# Buy suit/equipment on line?



## sdnapier (Aug 13, 2010)

I am not sure I have local resources to buy a suit or equipment. Is there an on line company that is reliable ?


----------



## jjstephens (Mar 8, 2013)

I've had pretty good results from Dadant. Locally, I've also used Simpsons Bee Supply--they're not as sophisticated (just a mom and pop operation) but they know their stuff and their prices are reasonable.


----------



## Usingmyrights (Jan 10, 2011)

Dadant is a good company. I have one "locally" that I make it out to a couple times a year. Hopefully this year it'll be to buy more bottles for honey.


----------



## indypartridge (Oct 26, 2004)

There are a number of major beekeeping supply companies. Dadant, Kelley, Mann Lake, Brushy Mountain, and Betterbee to name a few. 

I'd recommend contacting a local beekeeping club and asking if there are any local suppliers, or distributors for the major companies nearby:
http://www.virginiabeekeepers.org/map/node


----------



## alleyyooper (Apr 22, 2005)

Just goggle bee keeping supplys and get enough soursces to keep you busy for several hours.

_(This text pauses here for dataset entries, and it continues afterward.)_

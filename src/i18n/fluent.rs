// SPDX-License-Identifier: MPL-2.0
//! Fluent bundle loading and message lookup.
//!
//! Translations ship as `.ftl` files embedded in the binary. The active
//! locale is resolved at startup from, in order: CLI flag, config file, OS
//! locale, `en-US`.

use crate::app::config::Config;
use fluent_bundle::{FluentBundle, FluentResource};
use rust_embed::RustEmbed;
use std::collections::HashMap;
use unic_langid::LanguageIdentifier;

#[derive(RustEmbed)]
#[folder = "assets/i18n/"]
struct Asset;

pub struct I18n {
    bundles: HashMap<LanguageIdentifier, FluentBundle<FluentResource>>,
    pub available_locales: Vec<LanguageIdentifier>,
    current_locale: LanguageIdentifier,
}

impl Default for I18n {
    fn default() -> Self {
        Self::new(None, &Config::default())
    }
}

impl I18n {
    pub fn new(cli_lang: Option<String>, config: &Config) -> Self {
        let mut bundles = HashMap::new();
        let mut available_locales = Vec::new();

        for file in Asset::iter() {
            let filename = file.as_ref();
            if let Some(locale_str) = filename.strip_suffix(".ftl") {
                if let Ok(locale) = locale_str.parse::<LanguageIdentifier>() {
                    if let Some(content) = Asset::get(filename) {
                        let res = FluentResource::try_new(
                            String::from_utf8_lossy(content.data.as_ref()).to_string(),
                        )
                        .expect("Failed to parse FTL file.");
                        let mut bundle = FluentBundle::new(vec![locale.clone()]);
                        bundle.add_resource(res).expect("Failed to add resource.");
                        bundles.insert(locale.clone(), bundle);
                        available_locales.push(locale);
                    }
                }
            }
        }

        let default_locale: LanguageIdentifier = "en-US".parse().unwrap();
        let current_locale =
            resolve_locale(cli_lang, config, &available_locales).unwrap_or(default_locale);

        Self {
            bundles,
            available_locales,
            current_locale,
        }
    }

    pub fn set_locale(&mut self, locale: LanguageIdentifier) {
        if self.bundles.contains_key(&locale) {
            self.current_locale = locale;
        }
    }

    pub fn current_locale(&self) -> &LanguageIdentifier {
        &self.current_locale
    }

    pub fn tr(&self, key: &str) -> String {
        if let Some(bundle) = self.bundles.get(&self.current_locale) {
            if let Some(msg) = bundle.get_message(key) {
                if let Some(pattern) = msg.value() {
                    let mut errors = vec![];
                    let value = bundle.format_pattern(pattern, None, &mut errors);
                    if errors.is_empty() {
                        return value.to_string();
                    }
                }
            }
        }
        format!("MISSING: {}", key)
    }
}

fn resolve_locale(
    cli_lang: Option<String>,
    config: &Config,
    available: &[LanguageIdentifier],
) -> Option<LanguageIdentifier> {
    // 1. Check CLI args
    if let Some(lang_str) = cli_lang {
        if let Ok(lang) = lang_str.parse::<LanguageIdentifier>() {
            if available.contains(&lang) {
                return Some(lang);
            }
        }
    }

    // 2. Check config file
    if let Some(lang_str) = &config.general.language {
        if let Ok(lang) = lang_str.parse::<LanguageIdentifier>() {
            if available.contains(&lang) {
                return Some(lang);
            }
        }
    }

    // 3. Check OS locale
    if let Some(os_locale_str) = sys_locale::get_locale() {
        if let Ok(os_lang) = os_locale_str.parse::<LanguageIdentifier>() {
            if available.contains(&os_lang) {
                return Some(os_lang);
            }
            // Try the language part alone (e.g. "fr" for "fr-FR")
            let primary: LanguageIdentifier = os_lang.language.as_str().parse().ok()?;
            if available.contains(&primary) {
                return Some(primary);
            }
        }
    }

    None
}
// SPDX-License-Identifier: MPL-2.0
//! Settings screen: theme and language preferences.
//!
//! Both choices persist immediately; there is no apply/cancel step.

use crate::i18n::fluent::I18n;
use crate::ui::design_tokens::{spacing, typography};
use crate::ui::styles;
use crate::ui::theming::{ColorScheme, ThemeMode};
use iced::widget::{button, Column, Row, Text};
use iced::{alignment::Horizontal, Element, Length};
use unic_langid::LanguageIdentifier;

/// Messages emitted by the settings screen.
#[derive(Debug, Clone)]
pub enum Message {
    ThemeSelected(ThemeMode),
    LanguageSelected(LanguageIdentifier),
}

/// Events propagated to the parent application.
#[derive(Debug, Clone)]
pub enum Event {
    ThemeSelected(ThemeMode),
    LanguageSelected(LanguageIdentifier),
}

/// Process a settings message and return the corresponding event.
pub fn update(message: Message) -> Event {
    match message {
        Message::ThemeSelected(mode) => Event::ThemeSelected(mode),
        Message::LanguageSelected(locale) => Event::LanguageSelected(locale),
    }
}

/// Contextual data needed to render the settings screen.
pub struct ViewContext<'a> {
    pub i18n: &'a I18n,
    pub colors: ColorScheme,
    pub theme_mode: ThemeMode,
}

/// Render the settings screen.
pub fn view<'a>(ctx: ViewContext<'a>) -> Element<'a, Message> {
    let title = Text::new(ctx.i18n.tr("settings-title")).size(typography::TITLE_LG);

    let mut theme_row = Row::new().spacing(spacing::XS);
    for mode in [ThemeMode::Light, ThemeMode::Dark, ThemeMode::NightVision] {
        let label = Text::new(ctx.i18n.tr(mode.i18n_key()));
        let styled = if mode == ctx.theme_mode {
            button(label).style(styles::primary_button(&ctx.colors))
        } else {
            button(label).style(styles::subtle_button(&ctx.colors))
        };
        theme_row = theme_row.push(styled.on_press(Message::ThemeSelected(mode)));
    }

    let theme_section = Column::new()
        .push(Text::new(ctx.i18n.tr("settings-theme-label")).size(typography::TITLE_SM))
        .push(theme_row)
        .spacing(spacing::XS);

    let mut language_column = Column::new()
        .push(Text::new(ctx.i18n.tr("select-language-label")).size(typography::TITLE_SM))
        .spacing(spacing::XS);

    for locale in &ctx.i18n.available_locales {
        let display_name = locale.to_string();

        // Check for a translated language name, e.g. "language-name-en-US"
        let translated_name_key = format!("language-name-{}", locale);
        let translated_name = ctx.i18n.tr(&translated_name_key);
        let button_text = if translated_name.starts_with("MISSING:") {
            display_name.clone()
        } else {
            format!("{} ({})", translated_name, display_name)
        };

        let is_current_locale = ctx.i18n.current_locale() == locale;
        let styled = if is_current_locale {
            button(Text::new(button_text)).style(styles::primary_button(&ctx.colors))
        } else {
            button(Text::new(button_text)).style(styles::subtle_button(&ctx.colors))
        };

        language_column =
            language_column.push(styled.on_press(Message::LanguageSelected(locale.clone())));
    }

    Column::new()
        .push(title)
        .push(theme_section)
        .push(language_column)
        .spacing(spacing::LG)
        .padding(spacing::LG)
        .width(Length::Fill)
        .align_x(Horizontal::Center)
        .into()
}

Lots of good information supplied by members here.
http://www.homesteadingtoday.com/livestock-forums/beekeeping/57208-beekeeping-supplier-feedback.html

As you read thru the thread it keeps coming up Better Bee isn't a good company to deal with. I know I had my troubles with them. I recently got a letter from them that they are under new ownership now.* Use caution dealing with them is what I recommend.*
I deal with 3 companies mostly, Mann Lake, Bushy Moutain,Kelleysand some times Lapps in Wisconsin.

 Al


----------



## Dunkel68 (Jul 5, 2012)

If buying a smoker there only two I can reccomend. That would bee Dadant or kelly's. Dont bother with the cheaper ones either.


----------



## indypartridge (Oct 26, 2004)

alleyyooper said:


> ... Better Bee ... I know I had my troubles with them. I recently got a letter from them that they are under new ownership now.* Use caution dealing with them is what I recommend.*


The former management really tarnished the company's reputation. The new owners have been working very hard to turn that around. I decided to give them another chance and placed an order earlier this spring and was very pleased with their service.

I


----------



## alleyyooper (Apr 22, 2005)

Iffin I was the one that bought the company I would have changed the name some what.

 Al


----------



## DownHome (Jan 20, 2006)

I have used Western Bee Supply, Dadant, and Brushy Mountain and have been happy with all of them.


----------